Most plants make their own food using photosynthesis. We call them autotrophic. But there are a small number of plants that lack the ability to feed themselves due to the absence of chlorophyll. Heterotrophic plants must rely on other organisms to supply them with food.
Of the approximately 400,000 species of plants on earth, there are only around 3,000 that do not convert the sun’s energy into food. Heterotrophic plants tend to stand out because of their lack of green pigment. Many also have the look of a succulent.
Indian pipe (Monotropa uniflora) is an example of a heterotrophic plant. This perennial wildflower is from the same family that includes blueberries and rhododendrons (both autotrophic plants). Its strange translucent white palor make Indian pipe unmistakeable and for this reason it often goes by another common name, ghost plant. Since Indian pipe does not depend on light, it can grow even at night.
Next, let’s look at the host of the Indian pipe and the way heterotrophic plants in general function.
As with a vast majority of heterotrophic plants, Indian pipe has a parasitic relationship with its host. This means that it takes something it needs from the host, but does not provide anything beneficial to the host. Furthermore, it harms or hinders the host in some way.
Fungi are good at absorbing things from the surrounding soil. They can create extensive underground networks of root-like growths called hyphae.
The Indian pipe attaches to and taps into this network of the fungi to draw out nitrogen, phosphorus and other minerals that it needs.
But wait. Something is awry here. Although fungi are adept at absorbing minerals from soil and other substrates, they are incapable of synthesizing their own food. In other words, they are heterotrophic just like the Indian pipe (fungi are not plants).
So how do fungi eat? Fungi are decomposers (saprotrophs). They are able to break down organic matter. This is one reason they are so crucial to any ecosystem. Without this service, dead plant and animal material would pile up and nutrients would not make their way into the soil. Decomposers break down and absorb nutrients. This is how some fungi feed.

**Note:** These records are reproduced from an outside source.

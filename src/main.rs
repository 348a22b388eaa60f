use anyhow::Result;
use clap::{Args, Parser, Subcommand};
use indicatif::{ProgressBar, ProgressStyle};
use std::process::ExitCode;
use std::sync::Arc;
use std::time::Duration;
use tokio_util::sync::CancellationToken;
use tracing::warn;
use tracing_subscriber::EnvFilter;
use upd8::{
    config::{Config, IgnoreConfig},
    error::ConfigError,
    model::{Batch, SourceKind},
    output::{print_batch, OutputFormat, Renderer, NO_MANAGERS_MESSAGE, NO_UPDATES_MESSAGE},
    runner::{CommandRunner, ExecRunner},
    source::{get_source, sources_for},
    Scanner,
};

/// Exit codes for scripting
mod exit_codes {
    pub const SUCCESS: u8 = 0;
    pub const ERROR: u8 = 1;
    pub const USAGE: u8 = 2;
}

#[derive(Parser)]
#[command(name = "upd8")]
#[command(
    author,
    version,
    about = "Report outdated packages across every installed package manager"
)]
struct Cli {
    /// Enable debug logging on stderr
    #[arg(long, global = true)]
    debug: bool,

    #[command(subcommand)]
    command: Option<Commands>,
}

#[derive(Subcommand)]
enum Commands {
    /// Scan once and print a summary (default)
    Scan {
        #[command(flatten)]
        report: ReportArgs,
    },

    /// Rescan on a fixed interval until interrupted
    Watch {
        /// Scan interval (e.g. 90s, 30m, 6h, 1d)
        #[arg(short, long, value_parser = parse_interval)]
        interval: Option<Duration>,

        #[command(flatten)]
        report: ReportArgs,
    },

    /// List supported sources and whether they are installed
    ListSources,

    /// Show or create config file
    Config {
        /// Generate default config file
        #[arg(long)]
        init: bool,

        /// Show config file path
        #[arg(long)]
        path: bool,
    },
}

#[derive(Args, Default)]
struct ReportArgs {
    /// Show a short list of outdated packages per manager
    #[arg(long)]
    packages: bool,

    /// Disable ANSI colors in the output
    #[arg(long)]
    no_color: bool,

    /// Include managers even when no updates are found
    #[arg(long)]
    verbose: bool,

    /// Output format (table, json)
    #[arg(short, long)]
    format: Option<String>,

    /// Only check these sources (comma separated)
    #[arg(short, long, value_enum, value_delimiter = ',')]
    source: Vec<SourceKind>,

    /// Per-command timeout in seconds
    #[arg(long)]
    timeout: Option<u64>,
}

/// Config file values with command-line overrides applied.
struct ReportOptions {
    format: OutputFormat,
    renderer: Renderer,
    verbose: bool,
    sources: Vec<SourceKind>,
    timeout: Duration,
    ignore: IgnoreConfig,
}

impl ReportOptions {
    fn resolve(config: &Config, args: ReportArgs) -> Result<Self> {
        let format = args
            .format
            .unwrap_or_else(|| config.default_format.clone())
            .parse::<OutputFormat>()
            .map_err(|e| anyhow::anyhow!(e))?;
        let verbose = args.verbose || config.verbose;

        let renderer = Renderer {
            color: config.color && !args.no_color,
            show_packages: args.packages || config.show_packages,
            timestamp: false,
            empty_message: if verbose {
                NO_MANAGERS_MESSAGE.to_string()
            } else {
                NO_UPDATES_MESSAGE.to_string()
            },
        };

        let sources = if args.source.is_empty() {
            config.sources.clone()
        } else {
            args.source
        };

        Ok(Self {
            format,
            renderer,
            verbose,
            sources,
            timeout: args
                .timeout
                .map(Duration::from_secs)
                .unwrap_or_else(|| config.command_timeout()),
            ignore: config.ignore.clone(),
        })
    }

    fn scanner(&self) -> Scanner {
        let runner: Arc<dyn CommandRunner> = Arc::new(ExecRunner::new(self.timeout));
        Scanner::new(sources_for(&self.sources, runner))
    }

    /// Consumer-side filtering: ignore list, then hide quiet sources unless verbose.
    fn prepare(&self, batch: Batch) -> Batch {
        let batch = batch.without_ignored(&self.ignore);
        if self.verbose {
            batch
        } else {
            batch.only_notable()
        }
    }
}

#[tokio::main]
async fn main() -> ExitCode {
    match run().await {
        Ok(code) => ExitCode::from(code),
        Err(e) => {
            eprintln!("Error: {}", e);
            ExitCode::from(exit_codes::ERROR)
        }
    }
}

async fn run() -> Result<u8> {
    let cli = Cli::parse();
    init_logging(cli.debug);

    let config = Config::load().unwrap_or_else(|e| {
        warn!(error = %e, path = %Config::config_path().display(), "using default configuration");
        Config::default()
    });

    match cli.command.unwrap_or(Commands::Scan {
        report: ReportArgs::default(),
    }) {
        Commands::Scan { report } => run_scan(&config, report).await,
        Commands::Watch { interval, report } => run_watch(&config, interval, report).await,
        Commands::ListSources => {
            list_sources();
            Ok(exit_codes::SUCCESS)
        }
        Commands::Config { init, path } => {
            handle_config(init, path)?;
            Ok(exit_codes::SUCCESS)
        }
    }
}

fn init_logging(debug: bool) {
    let filter = if debug {
        EnvFilter::new("upd8=debug")
    } else {
        EnvFilter::try_from_default_env().unwrap_or_else(|_| EnvFilter::new("warn"))
    };

    tracing_subscriber::fmt()
        .with_env_filter(filter)
        .with_writer(std::io::stderr)
        .with_target(false)
        .init();
}

/// Returns a token cancelled on Ctrl-C.
fn cancel_on_interrupt() -> CancellationToken {
    let cancel = CancellationToken::new();
    let token = cancel.clone();
    tokio::spawn(async move {
        if tokio::signal::ctrl_c().await.is_ok() {
            eprintln!("\nInterrupted, exiting...");
            token.cancel();
        }
    });
    cancel
}

async fn run_scan(config: &Config, args: ReportArgs) -> Result<u8> {
    let options = ReportOptions::resolve(config, args)?;
    let scanner = options.scanner();
    let cancel = cancel_on_interrupt();

    let progress = if options.format == OutputFormat::Table {
        let pb = ProgressBar::new_spinner();
        pb.set_style(ProgressStyle::default_spinner().template("{spinner:.green} {msg}")?);
        pb.enable_steady_tick(Duration::from_millis(100));
        pb.set_message("Checking package managers...");
        Some(pb)
    } else {
        None
    };

    let batch = scanner.scan(&cancel).await;

    if let Some(pb) = progress {
        pb.finish_and_clear();
    }

    let batch = options.prepare(batch);
    print_batch(&batch, options.format, &options.renderer, false)?;

    if batch.has_errors() {
        Ok(exit_codes::ERROR)
    } else {
        Ok(exit_codes::SUCCESS)
    }
}

async fn run_watch(config: &Config, interval: Option<Duration>, args: ReportArgs) -> Result<u8> {
    let interval = match interval.map(Ok).unwrap_or_else(|| config.interval()) {
        Ok(interval) => interval,
        Err(e) => {
            eprintln!("Error: {}", e);
            return Ok(exit_codes::USAGE);
        }
    };

    let mut options = ReportOptions::resolve(config, args)?;
    options.renderer.timestamp = true;
    let scanner = options.scanner();
    let cancel = cancel_on_interrupt();

    let banner = format!(
        "Watching for updates every {}. Press Ctrl+C to stop.",
        format_interval(interval)
    );
    if options.format == OutputFormat::Table {
        println!("{}", banner);
    } else {
        eprintln!("{}", banner);
    }

    let result = scanner
        .watch(interval, &cancel, |batch| {
            let batch = options.prepare(batch);
            if let Err(e) = print_batch(&batch, options.format, &options.renderer, true) {
                warn!(error = %e, "failed to print batch");
            }
        })
        .await;

    match result {
        Ok(()) => Ok(exit_codes::SUCCESS),
        Err(e) => {
            eprintln!("Error: {}", e);
            Ok(exit_codes::USAGE)
        }
    }
}

fn list_sources() {
    println!("Available sources:");
    println!();

    let runner: Arc<dyn CommandRunner> = Arc::new(ExecRunner::default());
    for kind in SourceKind::all() {
        let source = get_source(kind, runner.clone());
        let detected = if source.detect() { "yes" } else { "no" };

        println!("  {:<8} {:<46} [detected: {}]", kind, kind.description(), detected);
        println!("  {:<8} Update: {}", "", source.update_command());
        println!();
    }
}

fn handle_config(init: bool, show_path: bool) -> Result<()> {
    let config_path = Config::config_path();

    if show_path {
        println!("{}", config_path.display());
        return Ok(());
    }

    if init {
        if config_path.exists() {
            println!("Config file already exists at: {}", config_path.display());
            return Ok(());
        }

        let config = Config::default();
        config.save()?;
        println!("Created config file at: {}", config_path.display());
        println!();
        println!("Default configuration:");
        println!("{}", Config::generate_default_config());
        return Ok(());
    }

    if config_path.exists() {
        let content = std::fs::read_to_string(&config_path)?;
        println!("Config file: {}", config_path.display());
        println!();
        println!("{}", content);
    } else {
        println!("No config file found.");
        println!("Run 'upd8 config --init' to create one.");
        println!();
        println!("Config path: {}", config_path.display());
    }

    Ok(())
}

/// Longest accepted `--interval`.
const MAX_INTERVAL: Duration = Duration::from_secs(366 * 24 * 60 * 60);

/// Parses an interval such as `500ms`, `90s`, `30m`, `6h` or `1d`. A bare
/// number is seconds. Zero and anything over a year are rejected.
fn parse_interval(s: &str) -> Result<Duration, String> {
    let s = s.trim();
    let invalid = || ConfigError::InvalidDuration(s.to_string()).to_string();

    let split = s.find(|c: char| !c.is_ascii_digit()).unwrap_or(s.len());
    let (num_str, unit) = s.split_at(split);
    let num: u64 = num_str.parse().map_err(|_| invalid())?;

    let duration = match unit {
        "ms" => Some(Duration::from_millis(num)),
        "" | "s" => Some(Duration::from_secs(num)),
        "m" => num.checked_mul(60).map(Duration::from_secs),
        "h" => num.checked_mul(60 * 60).map(Duration::from_secs),
        "d" => num.checked_mul(24 * 60 * 60).map(Duration::from_secs),
        _ => None,
    }
    .filter(|d| *d <= MAX_INTERVAL)
    .ok_or_else(invalid)?;

    if duration.is_zero() {
        return Err(ConfigError::NonPositiveInterval.to_string());
    }
    Ok(duration)
}

/// Formats an interval compactly, e.g. `24h`, `1h30m`, `45s`, `500ms`.
fn format_interval(interval: Duration) -> String {
    let secs = interval.as_secs();
    if secs == 0 {
        return format!("{}ms", interval.as_millis());
    }

    let (hours, minutes, seconds) = (secs / 3600, secs % 3600 / 60, secs % 60);
    let mut out = String::new();
    if hours > 0 {
        out.push_str(&format!("{}h", hours));
    }
    if minutes > 0 {
        out.push_str(&format!("{}m", minutes));
    }
    if seconds > 0 || out.is_empty() {
        out.push_str(&format!("{}s", seconds));
    }
    out
}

But other fungi have devised an entirely different way to get their sustenance. They colonize the roots of an autotrophic plant and form a mutualistic bond. The fungi depend on the plant to provide food from the sun’s energy in the form of carbohydrates.
In return, the vascular plant receives minerals that it needs in larger quantities than it could by gathering them directly from the soil, due to the efficient network of hyphae that the fungi has essentially made into an extension of the plants own root system.
This symbiotic relationship between fungi and autotrophic plant roots is known as mycorrhiza (see Mutualism Between Fungi & Plant Roots). This relationship is said to be so successful that over 90% of all land plants are involved in some form of mutualistic relationship with mycorrhizal fungi.
So what does this mean once we add the heterotrophic plant back into the equation? First, it explains where the Indian pipe gets its carbohydrates which allow it to grow and reproduce.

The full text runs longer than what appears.